**DATA:**

/// Response for reading the global device limit.
#[derive(Debug, Clone, Serialize)]
#[serde(rename_all = "camelCase")]
pub struct LimitResponse {
    pub limit: i32,
}

/// Response for updating the global device limit.
#[derive(Debug, Clone, Serialize)]
#[serde(rename_all = "camelCase")]
pub struct UpdateLimitResponse {
    pub limit: i32,

    /// Accounts whose devices were reset by the post-update sweep.
    pub reset_users_count: i64,
}

/// One entry in a per-platform or per-browser breakdown.
#[derive(Debug, Clone, Serialize)]
#[serde(rename_all = "camelCase")]
pub struct BreakdownEntry {
    pub name: String,
    pub count: i64,
}

/// Aggregate device statistics.
#[derive(Debug, Clone, Serialize)]
#[serde(rename_all = "camelCase")]
pub struct DeviceStatsResponse {
    pub total_devices: i64,
    pub active_devices: i64,
    pub inactive_devices: i64,
    pub by_platform: Vec<BreakdownEntry>,
    pub by_browser: Vec<BreakdownEntry>,
    pub accounts_over_limit: i64,
    pub device_limit: i32,
}

#[cfg(test)]
#[allow(clippy::unwrap_used, clippy::expect_used)]
mod tests {
    use super::*;

    fn sample_device_row() -> DeviceRow {
        DeviceRow {
            device_id: Uuid::new_v4(),
            account_id: Uuid::new_v4(),
            fingerprint: "ab".repeat(32),
            device_name: "Chrome on Windows".to_string(),
            platform: "Win32".to_string(),
            browser: "Chrome".to_string(),
            os: "Windows".to_string(),
            screen_resolution: "1920x1080".to_string(),
            timezone: "Europe/Berlin".to_string(),
            user_agent: "Mozilla/5.0 ...".to_string(),
            first_seen_at: Utc::now(),
            last_activity_at: Utc::now(),
            login_count: 3,
            is_active: true,
            deactivated_at: None,
            deactivation_reason: None,
        }
    }

    #[test]
    fn test_device_summary_hides_fingerprint() {
        let row = sample_device_row();
        let fingerprint = row.fingerprint.clone();
        let summary = DeviceSummary::from(row);
        let json = serde_json::to_string(&summary).unwrap();

        assert!(!json.contains(&fingerprint));
        assert!(json.contains("\"deviceName\":\"Chrome on Windows\""));
        assert!(json.contains("\"loginCount\":3"));
        // deactivation fields omitted while active
        assert!(!json.contains("deactivatedAt"));
    }

    #[test]
    fn test_register_response_omits_false_fallback() {
        let response = RegisterDeviceResponse {
            authorized: true,
            created: true,
            device: Some(DeviceSummary::from(sample_device_row())),
            policy_fallback: false,
        };
        let json = serde_json::to_string(&response).unwrap();
        assert!(!json.contains("policyFallback"));

        let response = RegisterDeviceResponse {
            authorized: true,
            created: false,
            device: None,
            policy_fallback: true,
        };
        let json = serde_json::to_string(&response).unwrap();
        assert!(json.contains("\"policyFallback\":true"));
    }

    #[test]
    fn test_check_authorization_response_code() {
        let response = CheckAuthorizationResponse {
            authorized: false,
            device: None,
            code: Some("DEVICE_NOT_AUTHORIZED"),
            policy_fallback: false,
        };
        let json = serde_json::to_string(&response).unwrap();
        assert!(json.contains("\"code\":\"DEVICE_NOT_AUTHORIZED\""));
    }

    #[test]
    fn test_device_status_filter_parse() {
        assert_eq!(DeviceStatusFilter::parse(None), Some(DeviceStatusFilter::All));
        assert_eq!(
            DeviceStatusFilter::parse(Some("all")),
            Some(DeviceStatusFilter::All)
        );
        assert_eq!(
            DeviceStatusFilter::parse(Some("over_limit")),
            Some(DeviceStatusFilter::OverLimit)
        );
        assert_eq!(
            DeviceStatusFilter::parse(Some("under_limit")),
            Some(DeviceStatusFilter::UnderLimit)
        );
        assert_eq!(DeviceStatusFilter::parse(Some("bogus")), None);
    }

    #[test]
    fn test_account_summary_over_limit_flag() {
        let row = AccountDeviceSummaryRow {
            account_id: Uuid::new_v4(),
            display_name: "Test".to_string(),
            email: "test@example.com".to_string(),
            unlimited_devices: false,
            total_devices: 5,
            active_devices: 3,
            last_activity: None,
            total_count: 1,
        };

        let summary = AccountDevicesSummary::from_row(row.clone(), 2);
        assert!(summary.over_limit);

        let summary = AccountDevicesSummary::from_row(row.clone(), 3);
        assert!(!summary.over_limit);

        // Unlimited-tier accounts are never over the limit.
        let mut unlimited = row;
        unlimited.unlimited_devices = true;
        let summary = AccountDevicesSummary::from_row(unlimited, 1);
        assert!(!summary.over_limit);
    }

    #[test]
    fn test_metadata_request_validation() {
        let request = DeviceMetadataRequest {
            platform: "Win32".to_string(),
            screen_resolution: "1920x1080".to_string(),
            timezone: "UTC".to_string(),
            user_agent: "Mozilla/5.0".to_string(),
            additional_info: None,
        };
        assert!(request.validate().is_ok());

        let mut bad = request.clone();
        bad.platform = "  ".to_string();
        assert_eq!(bad.validate().unwrap_err(), "Platform is required");

        let mut bad = request;
        bad.user_agent = String::new();
        assert_eq!(bad.validate().unwrap_err(), "User agent is required");
    }

    #[test]
    fn test_metadata_request_deserialization_camel_case() {
        let json = r#"{
            "platform": "MacIntel",
            "screenResolution": "2560x1600",
            "timezone": "America/New_York",
            "userAgent": "Mozilla/5.0",
            "additionalInfo": {"colorDepth": 30}
        }"#;

        let request: DeviceMetadataRequest = serde_json::from_str(json).unwrap();
        assert_eq!(request.platform, "MacIntel");
        assert_eq!(request.screen_resolution, "2560x1600");
        assert!(request.additional_info.is_some());
    }

    #[test]
    fn test_update_limit_request_deserialization() {
        let request: UpdateLimitRequest = serde_json::from_str(r#"{"newLimit": 4}"#).unwrap();
        assert_eq!(request.new_limit, 4);

        let result: Result<UpdateLimitRequest, _> =
            serde_json::from_str(r#"{"newLimit": 4, "extra": true}"#);
        assert!(result.is_err());
    }
}
//! Global device limit configuration service.
//!
//! The limit is process-wide mutable state with an explicit lifecycle:
//! loaded from persisted configuration at startup, read on every
//! admission check, and updated only through [`DeviceLimitService::set`],
//! which atomically persists the new value and then sweeps over-limit
//! accounts. The sweep runs one account at a time and is best-effort: a
//! crash mid-sweep leaves a partially-applied reset with no compensation.
//!
//! Concurrent updates are last-writer-wins; there is no optimistic
//! versioning on the settings row.

use crate::errors::DmError;
use crate::observability::metrics;
use crate::repositories::{devices, settings};
use sqlx::PgPool;
use tokio::sync::RwLock;
use tracing::{info, instrument, warn};

/// Default per-account device limit.
pub const DEFAULT_DEVICE_LIMIT: i32 = 2;

/// Minimum configurable device limit.
pub const MIN_DEVICE_LIMIT: i32 = 1;

/// Maximum configurable device limit.
pub const MAX_DEVICE_LIMIT: i32 = 10;

/// Deactivation reason recorded by the limit sweep.
const SWEEP_REASON: &str = "device_limit_reduced";

/// Outcome of a limit update.
#[derive(Debug, Clone, Copy)]
pub struct LimitUpdate {
    /// The limit now in effect.
    pub limit: i32,

    /// Accounts whose devices were reset by the sweep.
    pub reset_accounts: i64,
}

/// Injected configuration service owning the global device limit.
pub struct DeviceLimitService {
    pool: PgPool,
    current: RwLock<i32>,
}

impl DeviceLimitService {
    /// Load the persisted limit, storing the default on first start.
    pub async fn load(pool: PgPool) -> Result<Self, DmError> {
        let limit = match settings::get_device_limit(&pool).await? {
            Some(limit) => limit,
            None => {
                settings::upsert_device_limit(&pool, DEFAULT_DEVICE_LIMIT).await?;
                DEFAULT_DEVICE_LIMIT
            }
        };

        metrics::record_device_limit(limit);
        info!(target: "dms.services.limit", limit, "Device limit loaded");

        Ok(Self {
            pool,
            current: RwLock::new(limit),
        })
    }

    /// The limit currently in effect. Read on every admission check.
    pub async fn get(&self) -> i32 {
        *self.current.read().await
    }

    /// Update the limit and sweep accounts that now exceed it.
    ///
    /// Validation happens before any mutation. The sweep resets each
    /// over-limit account via the equivalent of an account reset; a
    /// failing account is logged and skipped, never rolled back.
    ///
    /// # Errors
    ///
    /// Returns `Validation` when the new limit is out of bounds, or
    /// `Database` when persisting the limit itself fails.
    #[instrument(skip_all, name = "dms.services.update_limit")]
    pub async fn set(&self, new_limit: i32) -> Result<LimitUpdate, DmError> {
        if !(MIN_DEVICE_LIMIT..=MAX_DEVICE_LIMIT).contains(&new_limit) {
            return Err(DmError::Validation(format!(
                "Device limit must be between {} and {}",
                MIN_DEVICE_LIMIT, MAX_DEVICE_LIMIT
            )));
        }

        let previous = self.get().await;
        settings::upsert_device_limit(&self.pool, new_limit).await?;
        *self.current.write().await = new_limit;
        metrics::record_device_limit(new_limit);

        // Raising the limit leaves existing registrations untouched; the
        // over-limit set is empty in that case and the sweep is a no-op.
        let mut reset_accounts = 0i64;
        for account_id in devices::accounts_over_limit(&self.pool, new_limit).await? {
            match devices::deactivate_all_for_account(&self.pool, account_id, SWEEP_REASON).await {
                Ok(count) if count > 0 => reset_accounts += 1,
                Ok(_) => {}
                Err(e) => {
                    // Best-effort sweep: keep going, the account stays
                    // over-limit until the next update.
                    warn!(
                        target: "dms.services.limit",
                        account_id = %account_id,
                        error = %e,
                        "Failed to reset over-limit account during sweep"
                    );
                }
            }
        }

        info!(
            target: "dms.services.limit",
            previous,
            limit = new_limit,
            reset_accounts,
            "Device limit updated"
        );

        Ok(LimitUpdate {
            limit: new_limit,
            reset_accounts,
        })
    }
}

#[cfg(test)]
#[allow(clippy::unwrap_used, clippy::expect_used)]
mod tests {
    use super::*;

    #[test]
    fn test_limit_bounds() {
        assert!(MIN_DEVICE_LIMIT <= DEFAULT_DEVICE_LIMIT);
        assert!(DEFAULT_DEVICE_LIMIT <= MAX_DEVICE_LIMIT);
        assert_eq!(DEFAULT_DEVICE_LIMIT, 2);
        assert_eq!(MIN_DEVICE_LIMIT, 1);
        assert_eq!(MAX_DEVICE_LIMIT, 10);
    }
}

**ABOUT THIS EXERCISE:** If a line in the records contains the string "never", copy it out.

**EXPECTED ANSWER:**
        // Unlimited-tier accounts are never over the limit.
    /// failing account is logged and skipped, never rolled back.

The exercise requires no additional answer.